Phase separation modulates the assembly and dynamics of a polarity-related scaffold-signaling hub

The polarization of distinct scaffold-signaling hubs at opposite cell poles constitutes the basis of asymmetric cell division. Here, the authors show that phase separation serves as a general mechanism to regulate the assembly and dynamics of a new-pole scaffold-signaling hub. Asymmetric cell division (ACD) produces morphologically and behaviorally distinct cells and is the primary way to generate cell diversity. In the model bacterium Caulobacter crescentus, the polarization of distinct scaffold-signaling hubs at the swarmer and stalked cell poles constitutes the basis of ACD. However, mechanisms involved in the formation of these hubs remain elusive. Here, we show that a swarmer-cell-pole scaffold, PodJ, forms biomolecular condensates both in vitro and in living cells via phase separation. The coiled-coil 4-6 and the intrinsically disordered regions are the primary domains that contribute to biomolecular condensate generation and signaling protein recruitment in PodJ. Moreover, a negative regulation of PodJ phase separation by the stalked-cell-pole scaffold protein SpmX is revealed. SpmX impedes PodJ cell-pole accumulation and affects its recruitment ability.
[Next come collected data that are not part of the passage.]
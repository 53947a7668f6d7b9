use chrono::{DateTime, Utc};
use serde::{Deserialize, Serialize};
use sqlx::FromRow;
use std::str::FromStr;
use utoipa::ToSchema;
use uuid::Uuid;
use validator::{Validate, ValidationError};

#[derive(Debug, Clone, Copy, PartialEq, Eq, Hash, Serialize, Deserialize, sqlx::Type, ToSchema)]
#[sqlx(type_name = "text", rename_all = "snake_case")]
#[serde(rename_all = "snake_case")]
pub enum NotificationType {
    AssetUploaded,
    AssetViewed,
    CommentAdded,
}

impl NotificationType {
    pub const ALL: [NotificationType; 3] = [
        NotificationType::AssetUploaded,
        NotificationType::AssetViewed,
        NotificationType::CommentAdded,
    ];

    pub fn as_str(&self) -> &'static str {
        match self {
            NotificationType::AssetUploaded => "asset_uploaded",
            NotificationType::AssetViewed => "asset_viewed",
            NotificationType::CommentAdded => "comment_added",
        }
    }
}

impl std::fmt::Display for NotificationType {
    fn fmt(&self, f: &mut std::fmt::Formatter<'_>) -> std::fmt::Result {
        f.write_str(self.as_str())
    }
}

impl FromStr for NotificationType {
    type Err = String;

    fn from_str(s: &str) -> Result<Self, Self::Err> {
        match s {
            "asset_uploaded" => Ok(NotificationType::AssetUploaded),
            "asset_viewed" => Ok(NotificationType::AssetViewed),
            "comment_added" => Ok(NotificationType::CommentAdded),
            other => Err(format!("unknown notification type: {}", other)),
        }
    }
}

/// Delivery channel. Each channel debounces and flushes independently.
#[derive(Debug, Clone, Copy, PartialEq, Eq, Hash, Serialize, Deserialize, ToSchema)]
#[serde(rename_all = "snake_case")]
pub enum Channel {
    InApp,
    Email,
}

impl Channel {
    pub const ALL: [Channel; 2] = [Channel::InApp, Channel::Email];

    pub fn as_str(&self) -> &'static str {
        match self {
            Channel::InApp => "in_app",
            Channel::Email => "email",
        }
    }
}

impl std::fmt::Display for Channel {
    fn fmt(&self, f: &mut std::fmt::Formatter<'_>) -> std::fmt::Result {
        f.write_str(self.as_str())
    }
}

impl FromStr for Channel {
    type Err = String;

    fn from_str(s: &str) -> Result<Self, Self::Err> {
        match s {
            "in_app" => Ok(Channel::InApp),
            "email" => Ok(Channel::Email),
            other => Err(format!("unknown channel: {}", other)),
        }
    }
}

/// Event published by producers on the raw topic.
#[derive(Debug, Clone, Serialize, Deserialize, Validate)]
#[validate(schema(function = "validate_single_target"))]
pub struct NotificationEvent {
    #[serde(rename = "type")]
    pub notification_type: NotificationType,
    pub for_user_id: Uuid,
    pub asset_id: Option<Uuid>,
    pub board_id: Option<Uuid>,
    #[validate(length(min = 1, max = 255))]
    pub group_on: String,
    pub occurred_at: DateTime<Utc>,
}

fn validate_single_target(event: &NotificationEvent) -> Result<(), ValidationError> {
    match (event.asset_id, event.board_id) {
        (Some(_), None) | (None, Some(_)) => Ok(()),
        (None, None) => Err(ValidationError::new("missing_target")),
        (Some(_), Some(_)) => Err(ValidationError::new("ambiguous_target")),
    }
}

/// Insert payload derived from a validated event.
#[derive(Debug, Clone)]
pub struct NewNotification {
    pub notification_type: NotificationType,
    pub for_user_id: Uuid,
    pub asset_id: Option<Uuid>,
    pub board_id: Option<Uuid>,
    pub group_on: String,
    pub occurred_at: DateTime<Utc>,
}

impl From<NotificationEvent> for NewNotification {
    fn from(event: NotificationEvent) -> Self {
        Self {
            notification_type: event.notification_type,
            for_user_id: event.for_user_id,
            asset_id: event.asset_id,
            board_id: event.board_id,
            group_on: event.group_on,
            occurred_at: event.occurred_at,
        }
    }
}

#[derive(Debug, Clone, PartialEq, Serialize, Deserialize, FromRow, ToSchema)]
pub struct NotificationRow {
    pub id: Uuid,
    pub notification_type: NotificationType,
    pub for_user_id: Uuid,
    pub asset_id: Option<Uuid>,
    pub board_id: Option<Uuid>,
    pub group_on: String,
    pub is_read: bool,
    pub sent_in_app: bool,
    pub sent_email: bool,
    pub occurred_at: DateTime<Utc>,
    pub created_at: DateTime<Utc>,
}

#[cfg(test)]
impl NotificationRow {
    pub fn is_sent(&self, channel: Channel) -> bool {
        match channel {
            Channel::InApp => self.sent_in_app,
            Channel::Email => self.sent_email,
        }
    }
}

/// Published on the email topic, one per recipient, for the email dispatch worker.
#[derive(Debug, Clone, Serialize, Deserialize)]
pub struct EmailDigestEvent {
    pub for_user_id: Uuid,
    #[serde(rename = "type")]
    pub notification_type: NotificationType,
    pub group_on: String,
    pub subject: String,
    pub rows: Vec<NotificationRow>,
}

#[cfg(test)]
mod tests {
    use super::*;

    fn event(asset_id: Option<Uuid>, board_id: Option<Uuid>, group_on: &str) -> NotificationEvent {
        NotificationEvent {
            notification_type: NotificationType::AssetUploaded,
            for_user_id: Uuid::new_v4(),
            asset_id,
            board_id,
            group_on: group_on.to_string(),
            occurred_at: Utc::now(),
        }
    }

    #[test]
    fn test_event_with_single_target_is_valid() {
        assert!(event(Some(Uuid::new_v4()), None, "board42").validate().is_ok());
        assert!(event(None, Some(Uuid::new_v4()), "board42").validate().is_ok());
    }

    #[test]
    fn test_event_without_target_is_rejected() {
        assert!(event(None, None, "board42").validate().is_err());
    }

    #[test]
    fn test_event_with_both_targets_is_rejected() {
        assert!(event(Some(Uuid::new_v4()), Some(Uuid::new_v4()), "board42")
            .validate()
            .is_err());
    }

    #[test]
    fn test_event_with_empty_group_on_is_rejected() {
        assert!(event(Some(Uuid::new_v4()), None, "").validate().is_err());
    }

    #[test]
    fn test_event_wire_format() {
        let raw = r#"{
            "type": "comment_added",
            "for_user_id": "6f1c1a9e-8d0b-4a47-9a3a-0c5d9f6a1b11",
            "asset_id": null,
            "board_id": "0b6f0e7e-2b0e-4c8e-9d8b-3c1f2a4d5e66",
            "group_on": "board42",
            "occurred_at": "2026-01-01T00:00:00Z"
        }"#;
        let event: NotificationEvent = serde_json::from_str(raw).unwrap();
        assert_eq!(event.notification_type, NotificationType::CommentAdded);
        assert!(event.validate().is_ok());
    }

    #[test]
    fn test_type_and_channel_names() {
        for kind in NotificationType::ALL {
            assert_eq!(kind.as_str().parse::<NotificationType>().unwrap(), kind);
        }
        for channel in Channel::ALL {
            assert_eq!(channel.to_string().parse::<Channel>().unwrap(), channel);
        }
        assert!("asset_deleted".parse::<NotificationType>().is_err());
    }
}
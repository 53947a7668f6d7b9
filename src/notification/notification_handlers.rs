use crate::{
    error::{AppError, Result},
    middleware::AuthUser,
    notification::NotificationRow,
    state::AppState,
};
use axum::{
    extract::{Path, State},
    Json,
};
use uuid::Uuid;

/// Get the authenticated user's unread notifications, newest first
#[utoipa::path(
    get,
    path = "/api/notification/unread",
    responses(
        (status = 200, description = "Unread notifications", body = Vec<NotificationRow>),
        (status = 401, description = "Missing or invalid user identity"),
        (status = 503, description = "Notification store unavailable")
    ),
    tag = "notifications",
    security(("user_id" = []))
)]
pub async fn get_unread_notifications(
    State(state): State<AppState>,
    AuthUser(user_id): AuthUser,
) -> Result<Json<Vec<NotificationRow>>> {
    let notifications = state.notification_store.find_unread_by_user(user_id).await?;

    Ok(Json(notifications))
}

/// Mark a notification as read
#[utoipa::path(
    put,
    path = "/api/notification/{id}/read",
    params(
        ("id" = Uuid, Path, description = "Notification ID")
    ),
    responses(
        (status = 200, description = "Notification marked as read", body = NotificationRow),
        (status = 401, description = "Missing or invalid user identity"),
        (status = 404, description = "Notification not found")
    ),
    tag = "notifications",
    security(("user_id" = []))
)]
pub async fn mark_notification_read(
    State(state): State<AppState>,
    AuthUser(user_id): AuthUser,
    Path(id): Path<Uuid>,
) -> Result<Json<NotificationRow>> {
    let notification = state
        .notification_store
        .mark_as_read(id, user_id)
        .await?
        .ok_or_else(|| AppError::NotFound("Notification not found".to_string()))?;

    Ok(Json(notification))
}
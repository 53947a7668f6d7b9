pub mod identity;

pub use identity::{AuthUser, USER_ID_HEADER};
Together, by modulating the assembly and dynamics of scaffold-signaling hubs, phase separation may serve as a general biophysical mechanism that underlies the regulation of ACD in bacteria and other organisms.

Automated summary

The polarization of distinct scaffold-signaling hubs at opposite cell poles plays a critical role in asymmetric cell division, and phase separation has been shown to be a general mechanism for regulating the assembly and dynamics of a new-pole scaffold-signaling hub.